3 thoughts on “Security and Collaboration

  1. The worse thing I’ve seen by security orgs,

    Security: “Oh Microsoft has already been through our security vetting process so they’re good”.
    Me: For which application?
    Security: Office.
    Me: But MS Teams is a collaboration app, it’s completely different from Word, Powerpoint, Outlook.
    Security: Yes but it’s part of Office 365 and that’s approved.
    Me: Virtual facepalm in my mind, whilst maintaining a nervous smile.

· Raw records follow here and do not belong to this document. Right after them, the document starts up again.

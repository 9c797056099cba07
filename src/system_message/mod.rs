//! Persisted agent system message.
//!
//! Stored under [`SYSTEM_MESSAGE_VAR`] in the env file.  `replace` is the
//! normal edit path; `append` concatenates onto the stored value, which is
//! how older installs grew their message one addition at a time.

use std::path::{Path, PathBuf};

use tracing::info;

use crate::envfile;

/// Env-file variable holding the system message.
pub const SYSTEM_MESSAGE_VAR: &str = "INTERPRETER_SYSTEM_MESSAGE";

#[derive(Debug, Clone)]
pub struct SystemMessageStore {
    path: PathBuf,
}

impl SystemMessageStore {
    pub fn new(path: impl Into<PathBuf>) -> Self {
        Self { path: path.into() }
    }

    pub fn path(&self) -> &Path {
        &self.path
    }

    /// Stored message, or `""` when none is set.
    pub fn load(&self) -> anyhow::Result<String> {
        Ok(envfile::get(&self.path, SYSTEM_MESSAGE_VAR)?.unwrap_or_default())
    }

    /// Overwrite the stored message.
    pub fn replace(&self, message: &str) -> anyhow::Result<()> {
        envfile::set(&self.path, SYSTEM_MESSAGE_VAR, message)?;
        info!(chars = message.chars().count(), "system message replaced");
        Ok(())
    }

    /// Append `addition` to the stored message and return the new value.
    pub fn append(&self, addition: &str) -> anyhow::Result<String> {
        let mut message = self.load()?;
        message.push_str(addition);
        envfile::set(&self.path, SYSTEM_MESSAGE_VAR, &message)?;
        info!(chars = message.chars().count(), "system message appended");
        Ok(message)
    }
}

  2. Security takes a back seat when people here the word “free” or “we are cheaper”. I guess now they might be looking harder at what the real cost is for placing trust in vendors who’s only selling points are those two phrases. Considering Zoom used a web server to get around a security feature in Safari they might also consider the real cost of “easy to use” as well. If I were a CISO I would be wondering if they created these hacks to get around very real security features what other hacks have they created in their infrastructure we can’t see or test for. I would also be wondering if this is how they react to a security researcher what if we do a pentest and find something will they actually do anything about it unless we expose them like he did. Something to think about at least.

  3. This is why i love Cisco Webex Teams.
    It’s not perfect, but you have one Control Hub where you can setup rules for external and internal communication.

    And if you want, you can setup your own Key Server and the cloud only contains encrypted data.